The botnet command and control domain for this connection was "ebinburg.ru".
Behind a NAT, you should be able to find the infected machine by looking for attempted connections to IP address "220.127.116.11" or host name "ebinburg.ru" on any port with a network sniffer such as wireshark. Equivalently, you can examine your DNS server or proxy server logs to references to "18.104.22.168" or "ebinburg.ru". See Advanced Techniques for more detail on how to use wireshark - ignore the references to port 25/SMTP traffic - the identifying activity is NOT on port 25.
Please note that some of the above quoted information may be empty ("") or "na" or "-". In those cases, the feed has declined or is unable to give us that information. Hopefully enough information will be present to allow you to pinpoint the connections. If not, the destination ports to check are usually port 80, 8080, 443 or high ports (around 16000) outbound from your network. Most of these infections spray these connections in high volume, and they should stand out.
This detection corresponds to a connection at 2017-02-07 00:55:04 (GMT - this timestamp is believed accurate to within one second).
These infections are rated as a "severe threat" by Microsoft. It is a trojan downloader, and can download and execute ANY software on the infected computer.
You will need to find and eradicate the infection before delisting the IP address.
Norton Power Eraser is a free tool and doesn't require installation. It just needs to be downloaded and run. One of our team has tested the tool with Zeus, Ice-X, Citadel, ZeroAccess and Cutwail. It was able to detect and clean up the system in each case. It probably works with many other infections.
We strongly recommend that you DO NOT simply firewall off connections to the sinkhole IP addresses given above. Those IP addresses are of sinkholes operated by malware researchers. In other words, it's a "sensor" (only) run by "the good guys". The bot "thinks" its a command and control server run by the spambot operators but it isn't.
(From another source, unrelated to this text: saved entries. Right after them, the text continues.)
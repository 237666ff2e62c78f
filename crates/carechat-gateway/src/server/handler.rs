//! WebSocket handler
//!
//! Authenticates the upgrade request, then runs one connection: a reader
//! feeding the dispatcher, a single writer draining the outbound queue and a
//! heartbeat watchdog.

use crate::connection::{Connection, Outbound, Session};
use crate::handlers::MessageDispatcher;
use crate::protocol::{CloseCode, GatewayMessage, HelloPayload};
use crate::server::GatewayState;
use axum::{
    extract::{
        ws::{CloseFrame, Message, WebSocket},
        Query, State, WebSocketUpgrade,
    },
    http::StatusCode,
    response::{IntoResponse, Response},
    Json,
};
use axum_extra::{
    headers::{authorization::Bearer, Authorization},
    TypedHeader,
};
use carechat_common::{AppError, ErrorResponse};
use carechat_core::Snowflake;
use carechat_service::PresenceService;
use futures_util::{SinkExt, StreamExt};
use serde::Deserialize;
use serde_json::json;
use std::sync::Arc;
use std::time::Duration;
use tokio::sync::mpsc;
use tokio::time::{interval, timeout};

/// How long the writer gets to flush a close frame
const CLOSE_GRACE: Duration = Duration::from_secs(1);

/// Browsers cannot set headers on a WebSocket, so the token may come in the query
#[derive(Debug, Default, Deserialize)]
pub struct ConnectQuery {
    pub token: Option<String>,
}

/// WebSocket gateway handler
pub async fn gateway_handler(
    State(state): State<GatewayState>,
    Query(query): Query<ConnectQuery>,
    bearer: Option<TypedHeader<Authorization<Bearer>>>,
    ws: WebSocketUpgrade,
) -> Response {
    let token = bearer
        .map(|TypedHeader(Authorization(bearer))| bearer.token().to_string())
        .or(query.token);

    let user_id = match authenticate(&state, token.as_deref()) {
        Ok(user_id) => user_id,
        Err(e) => {
            tracing::debug!(error = %e, "Rejected gateway handshake");
            let body = json!({ "error": ErrorResponse::from(&e) });
            return (StatusCode::UNAUTHORIZED, Json(body)).into_response();
        }
    };

    ws.on_upgrade(move |socket| handle_socket(state, socket, user_id))
}

fn authenticate(state: &GatewayState, token: Option<&str>) -> Result<Snowflake, AppError> {
    let token = token
        .map(str::trim)
        .filter(|t| !t.is_empty())
        .ok_or(AppError::MissingToken)?;
    state.jwt().validate_access_token(token)?.user_id()
}

async fn handle_socket(state: GatewayState, socket: WebSocket, user_id: Snowflake) {
    let session_id = Session::generate_id();
    let (tx, mut rx) = mpsc::channel::<Outbound>(state.config().send_buffer.max(1));

    let (connection, first_local) =
        state
            .connections()
            .add_connection(session_id.clone(), user_id, tx);

    tracing::info!(session_id = %session_id, user_id = %user_id, "WebSocket connection established");

    if first_local {
        if let Some(dispatcher) = state.dispatcher() {
            if let Err(e) = dispatcher.subscribe_user(user_id).await {
                tracing::warn!(user_id = %user_id, error = %e, "Failed to subscribe user channel");
            }
        }
    }

    if let Err(e) = PresenceService::new(state.services())
        .connect(user_id, &session_id)
        .await
    {
        tracing::warn!(user_id = %user_id, error = %e, "Failed to record presence");
    }

    let (mut ws_sink, mut ws_stream) = socket.split();

    // Hello is queued first so it precedes every dispatch
    let hello = GatewayMessage::hello(&HelloPayload {
        heartbeat_interval: state.config().heartbeat_interval_ms,
        session_id: session_id.clone(),
        user_id,
    });
    if connection.send(hello).is_err() {
        tracing::warn!(session_id = %session_id, "Failed to queue Hello");
    }

    let connection_send = connection.clone();
    let mut send_task = tokio::spawn(async move {
        while let Some(outbound) = rx.recv().await {
            match outbound {
                Outbound::Frame(mut frame) => {
                    connection_send.stamp(&mut frame);
                    let json = match frame.to_json() {
                        Ok(json) => json,
                        Err(e) => {
                            tracing::warn!(error = %e, "Failed to encode frame");
                            continue;
                        }
                    };
                    if ws_sink.send(Message::Text(json.into())).await.is_err() {
                        tracing::debug!(
                            session_id = %connection_send.session_id(),
                            "Failed to write to WebSocket"
                        );
                        break;
                    }
                }
                Outbound::Close(code) => {
                    let frame = CloseFrame {
                        code: code.as_u16(),
                        reason: code.description().into(),
                    };
                    let _ = ws_sink.send(Message::Close(Some(frame))).await;
                    break;
                }
            }
        }
        let _ = ws_sink.close().await;
    });

    let state_recv = state.clone();
    let connection_recv = connection.clone();
    let mut recv_task = tokio::spawn(async move {
        while let Some(msg) = ws_stream.next().await {
            match msg {
                Ok(Message::Text(text)) => {
                    if let Some(code) = handle_text_message(&state_recv, &connection_recv, &text).await {
                        return Some(code);
                    }
                }
                Ok(Message::Binary(_)) => {
                    tracing::debug!(
                        session_id = %connection_recv.session_id(),
                        "Binary frames not supported"
                    );
                    return Some(CloseCode::DecodeError);
                }
                Ok(Message::Ping(_) | Message::Pong(_)) => {}
                Ok(Message::Close(_)) => {
                    tracing::info!(session_id = %connection_recv.session_id(), "Client closed connection");
                    return None;
                }
                Err(e) => {
                    tracing::debug!(
                        session_id = %connection_recv.session_id(),
                        error = %e,
                        "WebSocket error"
                    );
                    return None;
                }
            }
        }
        None
    });

    let connection_hb = connection.clone();
    let check_every = state.heartbeat_interval() / 2;
    let heartbeat_timeout = state.heartbeat_timeout();
    let mut heartbeat_task = tokio::spawn(async move {
        let mut check_interval = interval(check_every.max(Duration::from_millis(10)));
        loop {
            check_interval.tick().await;
            let time_since = connection_hb.time_since_heartbeat().await;
            if time_since > heartbeat_timeout {
                tracing::info!(
                    session_id = %connection_hb.session_id(),
                    time_since_ms = time_since.as_millis(),
                    "Connection timed out (no heartbeat)"
                );
                return CloseCode::SessionTimeout;
            }
        }
    });

    let close_code = tokio::select! {
        result = &mut recv_task => result.ok().flatten(),
        result = &mut heartbeat_task => result.ok(),
        _ = &mut send_task => None,
    };
    recv_task.abort();
    heartbeat_task.abort();

    if let Some(code) = close_code {
        tracing::debug!(session_id = %session_id, close_code = %code, "Closing connection");
        if connection.close(code, CLOSE_GRACE).await {
            let _ = timeout(CLOSE_GRACE, &mut send_task).await;
        }
    }
    send_task.abort();

    cleanup_connection(&state, &connection).await;
}

/// Returns a close code when the frame must end the connection
async fn handle_text_message(
    state: &GatewayState,
    connection: &Arc<Connection>,
    text: &str,
) -> Option<CloseCode> {
    let message = match GatewayMessage::parse(text) {
        Ok(message) => message,
        Err(e) => {
            tracing::debug!(
                session_id = %connection.session_id(),
                error = %e,
                "Failed to parse frame"
            );
            return Some(e.close_code());
        }
    };

    tracing::trace!(session_id = %connection.session_id(), op = %message.op, "Received frame");
    MessageDispatcher::dispatch(state, connection, message).await
}

async fn cleanup_connection(state: &GatewayState, connection: &Arc<Connection>) {
    let session_id = connection.session_id();
    let user_id = connection.user_id();
    tracing::info!(session_id = %session_id, user_id = %user_id, "Cleaning up connection");

    let last_local = state
        .connections()
        .remove_connection(session_id)
        .is_some_and(|(_, last)| last);

    if last_local {
        if let Some(dispatcher) = state.dispatcher() {
            if let Err(e) = dispatcher.unsubscribe_user(user_id).await {
                tracing::debug!(user_id = %user_id, error = %e, "Failed to unsubscribe user channel");
            }
        }
    }

    if let Err(e) = PresenceService::new(state.services())
        .disconnect(user_id, session_id)
        .await
    {
        tracing::warn!(user_id = %user_id, error = %e, "Failed to clear presence");
    }
}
It DOES NOT actually download anything, and is not a threat. If you firewall the sinkhole addresses, your IPs will remain infected, and they will STILL be delivering your users/customers personal information, including banking information to the criminal bot operators.
If you do choose to firewall these IPs, PLEASE instrument your firewall to tell you which internal machine is connecting to them so that you can identify the infected machine yourself and fix it.
We are enhancing the instructions on how to find these infections, and more information will be given here as it becomes available.
Virtually all detections made by the CBL are of infections that do NOT leave any "tracks" for you to find in your mail server logs. This is even more important for the viruses described here - these detections are made on network-level detections of malicious behaviour and may NOT involve malicious email being sent.
This means: if you have port 25 blocking enabled, do not take this as indication that your port 25 blocking isn't working.
The links above may help you find this infection. You can also consult Advanced Techniques for other options and alternatives. NOTE: the Advanced Techniques link focuses on finding port 25(SMTP) traffic. With "sinkhole malware" detections such as this listing, we aren't detecting port 25 traffic, we're detecting traffic on other ports. Therefore, when reading Advanced Techniques, you will need to consider all ports, not just SMTP.
Pay very close attention: Most of these trojans have extremely poor detection rates in current Anti-Virus software. For example, Ponmocup is only detected by 3 out of 49 AV tools queried at Virus Total.
Thus: having your anti-virus software doesn't find anything doesn't prove that you're not infected.
While we regret having to say this, downloaders will generally download many different malicious payloads. Even if an Anti-Virus product finds and removes the direct threat, they will not have detected or removed the other malicious payloads. For that reason, we recommend recloning the machine - meaning: reformatting the disks on the infected machine, and re-installing all software from known-good sources.